The short answer
A model fits on your GPU if weights + KV cache + overhead is less than your VRAM. The dominant term is almost always the weights, and you control their size with quantization:
total_vram ≈ (num_params × bytes_per_weight) + kv_cache + ~1–2 GB overhead
As a back-of-the-envelope rule at the most common quant, Q4_K_M, the weights are roughly model-billions ÷ 2 in GB. An 8B is ~4.5 GB, a 13B is ~8 GB, a 70B is ~40 GB. Then you add the KV cache for your context and a gigabyte or two of runtime overhead, and round up.
Here is the lookup table most people actually want — weights-only size by model and quant, and the smallest consumer GPU class each fits on with room for a modest context:
| Model | Q4_K_M | Q8_0 | FP16 | Smallest GPU (Q4) |
|---|---|---|---|---|
| 8B | ~4.4–4.9 GB | ~8.5 GB | ~16 GB | 8 GB |
| 13B | ~7.5–8.0 GB | ~13.8 GB | ~26 GB | 12 GB |
| 70B | ~38–43 GB | ~74 GB | ~140 GB | 48 GB (or 2× 24 GB) |
For exact numbers on a specific model, quant, and context length, use the llm-vram-calculator — the rest of this article explains where every number in that table comes from so you can do the math in your head.
The VRAM formula
Three things occupy GPU memory when you run an LLM. In order of size:
1. Weights. This is the model itself, and it's deterministic:
weights_bytes = num_params × bytes_per_weight
bytes_per_weight is set entirely by the precision you load the model at.

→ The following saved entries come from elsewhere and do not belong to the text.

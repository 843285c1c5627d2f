//! Recursive rendering of type nodes.

use tessera_ir::TypeNode;
use thiserror::Error;

use crate::{
    diagnostic::{Diagnostic, Diagnostics},
    placeholder::{Substitutions, substitute},
    template::{Lookup, TemplateRepository},
};

/// Default maximum nesting depth the renderer descends to.
pub const DEFAULT_MAX_DEPTH: usize = 64;

/// Fatal rendering errors.
///
/// Template problems are never errors; they skip the node and leave a
/// diagnostic. The only fatal case is a tree too deep to be valid input.
#[derive(Debug, Clone, PartialEq, Eq, Error)]
pub enum RenderError {
    #[error("type tree exceeds the maximum nesting depth of {limit} at '{location}'")]
    TooDeep { location: String, limit: usize },
}

/// Renders a node and its subtree using the templates of one repository.
///
/// For each node:
/// 1. Resolve the template for the node's classification. Without one, the
///    whole subtree renders as the empty string and siblings are unaffected.
/// 2. Render every child in order and concatenate the results.
/// 3. Substitute `{Name}`, `{Type}` (only when the type is non-empty) and
///    `{Children}` in one pass.
#[derive(Debug, Clone, Copy)]
pub struct Renderer<'a> {
    templates: &'a TemplateRepository,
    max_depth: usize,
}

impl<'a> Renderer<'a> {
    /// Create a renderer with the default depth limit.
    pub fn new(templates: &'a TemplateRepository) -> Self {
        Self {
            templates,
            max_depth: DEFAULT_MAX_DEPTH,
        }
    }

    /// Set the maximum nesting depth (a root node is at depth 1).
    pub fn max_depth(mut self, max_depth: usize) -> Self {
        self.max_depth = max_depth;
        self
    }

    /// The repository templates are resolved from.
    pub fn templates(&self) -> &'a TemplateRepository {
        self.templates
    }

    /// Render one node including all of its descendants.
    pub fn render(
        &self,
        node: &TypeNode,
        diagnostics: &mut Diagnostics,
    ) -> Result<String, RenderError> {
        self.render_at(node, &node.name, 1, diagnostics)
    }

    fn render_at(
        &self,
        node: &TypeNode,
        location: &str,
        depth: usize,
        diagnostics: &mut Diagnostics,
    ) -> Result<String, RenderError> {
        if depth > self.max_depth {
            return Err(RenderError::TooDeep {
                location: location.to_string(),
                limit: self.max_depth,
            });
        }

        let template = match self.templates.lookup(&node.classification) {
            Lookup::Found(template) => template,
            Lookup::Unrecognized => {
                tracing::debug!(
                    classification = %node.classification,
                    location,
                    "unrecognized classification, skipping node"
                );
                diagnostics.push(Diagnostic::unrecognized(&node.classification).at(location));
                return Ok(String::new());
            }
            Lookup::Unavailable { resource } => {
                tracing::warn!(
                    classification = %node.classification,
                    resource,
                    location,
                    "template unavailable, skipping node"
                );
                diagnostics
                    .push(Diagnostic::unavailable(&node.classification, resource).at(location));
                return Ok(String::new());
            }
        };

        let mut children = String::new();
        for child in &node.children {
            let child_location = format!("{}.{}", location, child.name);
            children.push_str(&self.render_at(child, &child_location, depth + 1, diagnostics)?);
        }

        Ok(substitute(
            template,
            &Substitutions {
                name: Some(&node.name),
                type_ref: node.type_ref(),
                children: Some(&children),
            },
        ))
    }
}

#[cfg(test)]
mod tests {
    use super::*;
    use crate::diagnostic::DiagnosticCode;

    fn repo() -> TemplateRepository {
        TemplateRepository::from_templates([
            ("Class", "public class {Name} { {Children} }"),
            ("Property", "public {Type} {Name} { get; set; }"),
        ])
    }

    fn age() -> TypeNode {
        TypeNode::new("Age", "Property").with_type("int")
    }

    fn render(repo: &TemplateRepository, node: &TypeNode) -> String {
        Renderer::new(repo)
            .render(node, &mut Diagnostics::new())
            .unwrap()
    }

    #[test]
    fn test_leaf_property() {
        assert_eq!(render(&repo(), &age()), "public int Age { get; set; }");
    }

    #[test]
    fn test_nested_class() {
        let person = TypeNode::new("Person", "Class").with_child(age());
        assert_eq!(
            render(&repo(), &person),
            "public class Person { public int Age { get; set; } }"
        );
    }

    #[test]
    fn test_leaf_class_has_empty_body() {
        let node = TypeNode::new("Empty", "Class");
        assert_eq!(render(&repo(), &node), "public class Empty {  }");
    }

    #[test]
    fn test_missing_type_passes_through() {
        let node = TypeNode::new("Age", "Property");
        assert_eq!(render(&repo(), &node), "public {Type} Age { get; set; }");

        let node = TypeNode::new("Age", "Property").with_type("");
        assert_eq!(render(&repo(), &node), "public {Type} Age { get; set; }");
    }

    #[test]
    fn test_unrecognized_subtree_is_empty() {
        let node = TypeNode::new("Color", "Enum").with_child(age());
        let mut diags = Diagnostics::new();
        let out = Renderer::new(&repo()).render(&node, &mut diags).unwrap();

        assert_eq!(out, "");
        assert_eq!(diags.len(), 1);
        let diag = diags.iter().next().unwrap();
        assert_eq!(diag.code, DiagnosticCode::UnrecognizedClassification);
        assert_eq!(diag.location.as_deref(), Some("Color"));
    }

    #[test]
    fn test_skipped_children_leave_siblings_intact() {
        let node = TypeNode::new("Person", "Class").with_children([
            age(),
            TypeNode::new("Mood", "Enum"),
            TypeNode::new("Height", "Property").with_type("double"),
        ]);
        assert_eq!(
            render(&repo(), &node),
            "public class Person { public int Age { get; set; }public double Height { get; set; } }"
        );
    }

    #[test]
    fn test_all_children_skipped_substitutes_empty() {
        let node = TypeNode::new("Person", "Class")
            .with_children([TypeNode::new("A", "Enum"), TypeNode::new("B", "Struct")]);
        assert_eq!(render(&repo(), &node), "public class Person {  }");
    }

    #[test]
    fn test_duplicate_children_both_emitted() {
        let node = TypeNode::new("P", "Class").with_children([age(), age()]);
        let out = render(&repo(), &node);
        assert_eq!(out.matches("public int Age { get; set; }").count(), 2);
    }

    #[test]
    fn test_template_without_children_slot_discards_children() {
        let repo = TemplateRepository::from_templates([
            ("Class", "class {Name};"),
            ("Property", "{Name}"),
        ]);
        let node = TypeNode::new("Person", "Class").with_child(age());
        assert_eq!(render(&repo, &node), "class Person;");
    }

    #[test]
    fn test_children_of_discarding_template_still_report() {
        let repo = TemplateRepository::from_templates([("Class", "class {Name};")]);
        let node = TypeNode::new("Person", "Class").with_child(TypeNode::new("X", "Enum"));
        let mut diags = Diagnostics::new();
        Renderer::new(&repo).render(&node, &mut diags).unwrap();
        assert_eq!(
            diags.iter().next().and_then(|d| d.location.as_deref()),
            Some("Person.X")
        );
    }

    #[test]
    fn test_empty_name_substitutes_empty() {
        let node = TypeNode::new("", "Property").with_type("int");
        assert_eq!(render(&repo(), &node), "public int  { get; set; }");
    }

    #[test]
    fn test_name_with_placeholder_is_literal() {
        let node = TypeNode::new("{Type}", "Property").with_type("int");
        assert_eq!(render(&repo(), &node), "public int {Type} { get; set; }");
    }

    #[test]
    fn test_depth_limit() {
        let b = TypeNode::new("B", "Class").with_child(age());
        let tree = TypeNode::new("A", "Class").with_child(b);
        let repo = repo();

        let within = Renderer::new(&repo)
            .max_depth(3)
            .render(&tree, &mut Diagnostics::new());
        assert!(within.is_ok());

        let err = Renderer::new(&repo)
            .max_depth(2)
            .render(&tree, &mut Diagnostics::new())
            .unwrap_err();
        assert_eq!(
            err,
            RenderError::TooDeep {
                location: "A.B.Age".into(),
                limit: 2
            }
        );
    }

    #[test]
    fn test_render_is_idempotent() {
        let repo = repo();
        let renderer = Renderer::new(&repo);
        let skipped = TypeNode::new("X", "Enum");
        let tree = TypeNode::new("Person", "Class").with_children([age(), skipped]);

        let mut first_diags = Diagnostics::new();
        let mut second_diags = Diagnostics::new();
        let first = renderer.render(&tree, &mut first_diags).unwrap();
        let second = renderer.render(&tree, &mut second_diags).unwrap();

        assert_eq!(first, second);
        assert_eq!(first_diags, second_diags);
    }
}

The clean version is bits ÷ 8, but quantized GGUF formats carry per-block scale/min metadata, so the effective bytes per weight run slightly above the nominal value:
| Precision | Bits/weight | Effective bytes/weight |
|---|---|---|
| FP16 / BF16 | 16 | 2.0 |
| FP8 (E4M3) | 8 | 1.0 |
| Q8_0 | ~8.5 | ~1.06 |
| Q6_K | ~6.6 | ~0.82 |
| Q5_K_M | ~5.7 | ~0.71 |
| Q4_K_M | ~4.8 | ~0.55 |
| Q3_K_M | ~3.9 | ~0.49 |
| Q2_K | ~3.3 | ~0.41 |
Q4_K_M is the default for good reason: it's the best quality-per-gigabyte for most use, costing only ~1–3% perplexity over FP16 (Llama-3.1-8B measures ppl ~7.56 vs ~7.32 at FP16, +3.3%). Quality stays mild down to ~4 bits and then falls off a cliff — Q3 is noticeably weaker, Q2_K is clearly degraded. If you need more detail on the naming, see LLM quantization explained.
2. KV cache. Attention caches a key and value vector for every token in context, and that cache grows linearly with sequence length. It's small at short context and enormous at long context — more on this below.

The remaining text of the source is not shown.